The best way by far is to have a fully integrated marketing automation system like HubSpot, SalesForce Pardot, or Marketo. Marketing automation systems offers a fully integrated approach to almost everything related to online marketing, including call-to-action buttons, landing pages, registration forms, leads databases, emailing, and much more. The capabilities of modern marketing automation systems will be covered later.
Thank you pages
Thank you pages end the leads conversion process. Once the visitor has submitted the landing page registration form, two things needs to happen:
– You must deliver the digital asset offered on the landing page
– You must give the visitor a visual update indicating the “transaction” was successful
This is handled by thank you pages.
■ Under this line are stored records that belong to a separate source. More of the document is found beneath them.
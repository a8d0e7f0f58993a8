//! Saga node entry point.

use std::sync::Arc;

use messaging::{InMemoryChannel, SharedChannel};
use node::Node;
use node::config::{Config, LogFormat};
use saga::{InMemorySagaRepository, PostgresSagaRepository, SagaRepository};
use tokio::signal;
use tokio::sync::watch;
use tracing_subscriber::EnvFilter;
use tracing_subscriber::layer::SubscriberExt;
use tracing_subscriber::util::SubscriberInitExt;

/// Waits for a shutdown signal (SIGINT or SIGTERM).
async fn shutdown_signal() {
    let ctrl_c = async {
        signal::ctrl_c()
            .await
            .expect("failed to install SIGINT handler");
    };

    #[cfg(unix)]
    let terminate = async {
        signal::unix::signal(signal::unix::SignalKind::terminate())
            .expect("failed to install SIGTERM handler")
            .recv()
            .await;
    };

    #[cfg(not(unix))]
    let terminate = std::future::pending::<()>();

    tokio::select! {
        () = ctrl_c => {
            tracing::info!("received SIGINT, starting graceful shutdown");
        }
        () = terminate => {
            tracing::info!("received SIGTERM, starting graceful shutdown");
        }
    }
}

fn init_tracing(config: &Config) {
    let filter = EnvFilter::try_new(&config.log_level).unwrap_or_else(|_| EnvFilter::new("info"));
    let registry = tracing_subscriber::registry().with(filter);
    match config.log_format {
        LogFormat::Json => registry
            .with(tracing_subscriber::fmt::layer().json())
            .init(),
        LogFormat::Text => registry.with(tracing_subscriber::fmt::layer()).init(),
    }
}

#[cfg(feature = "nats")]
async fn connect_channel(config: &Config) -> SharedChannel {
    match &config.nats_url {
        Some(url) => {
            let nats = messaging::NatsChannelConfig {
                url: url.clone(),
                stream: config.nats_stream.clone(),
                subjects: config.stream_subjects(),
                ..Default::default()
            };
            Arc::new(
                messaging::NatsChannel::connect(&nats)
                    .await
                    .expect("failed to connect to NATS"),
            )
        }
        None => Arc::new(InMemoryChannel::new()),
    }
}

#[cfg(not(feature = "nats"))]
async fn connect_channel(config: &Config) -> SharedChannel {
    if config.nats_url.is_some() {
        tracing::warn!("NATS_URL is set but the nats feature is disabled; using the in-memory channel");
    }
    Arc::new(InMemoryChannel::new())
}

async fn open_repository(config: &Config) -> Arc<dyn SagaRepository> {
    match &config.database_url {
        Some(url) => {
            let pool = sqlx::postgres::PgPoolOptions::new()
                .max_connections(10)
                .connect(url)
                .await
                .expect("failed to connect to Postgres");
            let repository = PostgresSagaRepository::new(pool);
            repository
                .run_migrations()
                .await
                .expect("failed to run saga migrations");
            Arc::new(repository)
        }
        None => {
            tracing::warn!("DATABASE_URL not set; saga instances are kept in memory");
            Arc::new(InMemorySagaRepository::new())
        }
    }
}

#[tokio::main]
async fn main() {
    let config = Config::from_env();

    // 1. Tracing and the Prometheus recorder
    init_tracing(&config);
    let metrics_handle = metrics_exporter_prometheus::PrometheusBuilder::new()
        .install_recorder()
        .expect("failed to install Prometheus recorder");

    // 2. Transport and saga storage
    let channel = connect_channel(&config).await;
    let repository = open_repository(&config).await;

    // 3. Orchestrators, participants and the sweeper
    let node = Node::bootstrap(&config, channel, repository)
        .await
        .expect("failed to bootstrap node");
    let (stop_sweeper, sweeper_shutdown) = watch::channel(false);
    let sweeper = tokio::spawn(node.sweeper(config.sweep_interval).run(sweeper_shutdown));

    // 4. HTTP surface
    let app = node::create_app(node.state.clone(), metrics_handle);
    let addr = config.addr();
    tracing::info!(%addr, "starting saga node");

    let listener = tokio::net::TcpListener::bind(&addr)
        .await
        .expect("failed to bind address");
    axum::serve(listener, app)
        .with_graceful_shutdown(shutdown_signal())
        .await
        .expect("server error");

    let _ = stop_sweeper.send(true);
    if let Err(e) = sweeper.await {
        tracing::error!(error = %e, "sweeper task panicked");
    }
    if let Err(e) = node.shutdown().await {
        tracing::error!(error = %e, "node shutdown failed");
    }

    tracing::info!("node shut down gracefully");
}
After the Submit button has been clicked on a landing page registration form, the visitor should automatically be redirected to a thank you page. This gives the lead a visual update confirming the form submission went well. It also provides an opportunity to thank them for their interest in your offering and to make it available for immediate download.
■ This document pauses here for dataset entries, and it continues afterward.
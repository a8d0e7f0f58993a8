//! Credentials store and the user-creation steps it serves.

use std::collections::HashMap;
use std::sync::Arc;

use async_trait::async_trait;
use common::EntityId;
use domain::User;
use messaging::SharedChannel;
use tokio::sync::RwLock;

use crate::error::{Result, SagaError};
use crate::message::SagaSubjects;
use crate::participant::{Participant, StepHandler};
use crate::user_creation::{CreateUserCommand, CreateUserSaga};

/// Queue group of the credentials service.
pub const CREDENTIALS_SERVICE: &str = "credentials-service";

/// Login data owned by the credentials service.
#[derive(Debug, Clone, PartialEq, Eq)]
pub struct Credentials {
    pub user_id: EntityId,
    pub username: String,
    pub email: String,
    pub password: String,
}

impl From<&User> for Credentials {
    fn from(user: &User) -> Self {
        Self {
            user_id: user.id,
            username: user.username.clone(),
            email: user.email.clone(),
            password: user.password.clone(),
        }
    }
}

/// Trait for credentials storage.
#[async_trait]
pub trait CredentialsStore: Send + Sync {
    /// Inserts or replaces the credentials of a user.
    ///
    /// Fails if the username belongs to a different user.
    async fn upsert(&self, credentials: Credentials) -> Result<()>;

    /// Removes the credentials of a user. Removing twice is not an error.
    async fn remove(&self, user_id: EntityId) -> Result<()>;

    async fn get(&self, user_id: EntityId) -> Result<Option<Credentials>>;
}

#[derive(Debug, Default)]
struct InMemoryCredentialsState {
    by_id: HashMap<EntityId, Credentials>,
    fail_on_upsert: bool,
    fail_on_remove: bool,
}

/// In-memory credentials store.
#[derive(Debug, Clone, Default)]
pub struct InMemoryCredentialsStore {
    state: Arc<RwLock<InMemoryCredentialsState>>,
}

impl InMemoryCredentialsStore {
    pub fn new() -> Self {
        Self::default()
    }

    /// Configures the store to reject upserts.
    pub async fn set_fail_on_upsert(&self, fail: bool) {
        self.state.write().await.fail_on_upsert = fail;
    }

    /// Configures the store to reject removals.
    pub async fn set_fail_on_remove(&self, fail: bool) {
        self.state.write().await.fail_on_remove = fail;
    }

    /// Returns the number of stored users.
    pub async fn count(&self) -> usize {
        self.state.read().await.by_id.len()
    }

    pub async fn contains(&self, user_id: EntityId) -> bool {
        self.state.read().await.by_id.contains_key(&user_id)
    }
}

#[async_trait]
impl CredentialsStore for InMemoryCredentialsStore {
    async fn upsert(&self, credentials: Credentials) -> Result<()> {
        let mut state = self.state.write().await;

        if state.fail_on_upsert {
            return Err(SagaError::CredentialsStore(
                "credentials store unavailable".to_string(),
            ));
        }

        let taken = state
            .by_id
            .values()
            .any(|c| c.username == credentials.username && c.user_id != credentials.user_id);
        if taken {
            return Err(SagaError::CredentialsStore(format!(
                "username '{}' is already taken",
                credentials.username
            )));
        }

        state.by_id.insert(credentials.user_id, credentials);
        Ok(())
    }

    async fn remove(&self, user_id: EntityId) -> Result<()> {
        let mut state = self.state.write().await;

        if state.fail_on_remove {
            return Err(SagaError::CredentialsStore(
                "credentials store unavailable".to_string(),
            ));
        }

        state.by_id.remove(&user_id);
        Ok(())
    }

    async fn get(&self, user_id: EntityId) -> Result<Option<Credentials>> {
        Ok(self.state.read().await.by_id.get(&user_id).cloned())
    }
}

/// Handles `UpdateCredentials`.
pub struct UpsertCredentials {
    store: Arc<dyn CredentialsStore>,
}

impl UpsertCredentials {
    pub fn new(store: Arc<dyn CredentialsStore>) -> Self {
        Self { store }
    }
}

#[async_trait]
impl StepHandler<User> for UpsertCredentials {
    async fn apply(&self, user: User) -> Result<User> {
        self.store.upsert(Credentials::from(&user)).await?;
        Ok(user)
    }
}

/// Handles `RollbackCredentials`.
pub struct RemoveCredentials {
    store: Arc<dyn CredentialsStore>,
}

impl RemoveCredentials {
    pub fn new(store: Arc<dyn CredentialsStore>) -> Self {
        Self { store }
    }
}

#[async_trait]
impl StepHandler<User> for RemoveCredentials {
    async fn apply(&self, user: User) -> Result<User> {
        self.store.remove(user.id).await?;
        Ok(user)
    }
}

/// Subscribes the credentials service to its user-creation steps.
pub async fn credentials_participant(
    channel: SharedChannel,
    subjects: SagaSubjects,
    store: Arc<dyn CredentialsStore>,
) -> Result<Participant<CreateUserSaga>> {
    Participant::builder(CREDENTIALS_SERVICE, channel, subjects)
        .bind(
            CreateUserCommand::UpdateCredentials,
            UpsertCredentials::new(store.clone()),
        )
        .bind(
            CreateUserCommand::RollbackCredentials,
            RemoveCredentials::new(store),
        )
        .subscribe()
        .await
}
However, the thank you page is also a perfect opportunity to direct the new lead to further information by adding more call-to-action buttons promoting additional content, with the hope of engaging a bit longer. So what does a good thank you page look like?
First, you can return the navigation controls. You now have the contact information and can relax a little bit. You also want the new lead to continue browsing for more information on your website. Adding menus and other navigation controls will help. You must also deliver the offer promoted by the landing page.
There are two options:
– Have the digital asset available for immediate download on the thank you page
– Send an automatic email delivering the digital asset
The first option is the most natural, is easiest to set up for you, and is most convenient for your leads. The problem is that this setup allows visitors to get access to your digital asset by entering fake or non-existent email addresses.
The other option is to send an automatic email with the download link. This is more cumbersome to setup and is more inconvenient to the lead, as there may be a delay before the email arrives, or it may be stopped by spam filters. However, at least you know you will get a working email address.
It is up to you which one to choose, but I tend to prefer the second one as it gives me working email addresses, even though it is more complicated to setup. This solution does not help against temporary email addresses, of course, so it is not bulletproof either.
If you are on social media like Facebook, LinkedIn, or Twitter, add social sharing buttons to the thank you page to make it easy for the new lead to share the offer on the recently downloaded digital asset to his or her friends.
Chapter summary
This chapter focused on how to convert anonymous visitors into identified leads, using call-to-action buttons for promotion of desirable digital assets, landing pages with registration forms for leads capture, and thank you pages and delivery emails for content distribution.The next chapter details what digital assets you can create to entice visitors to give you their contact information, along with best practices in how to create them.
End of “Mastering Digital Marketing, Part 3”.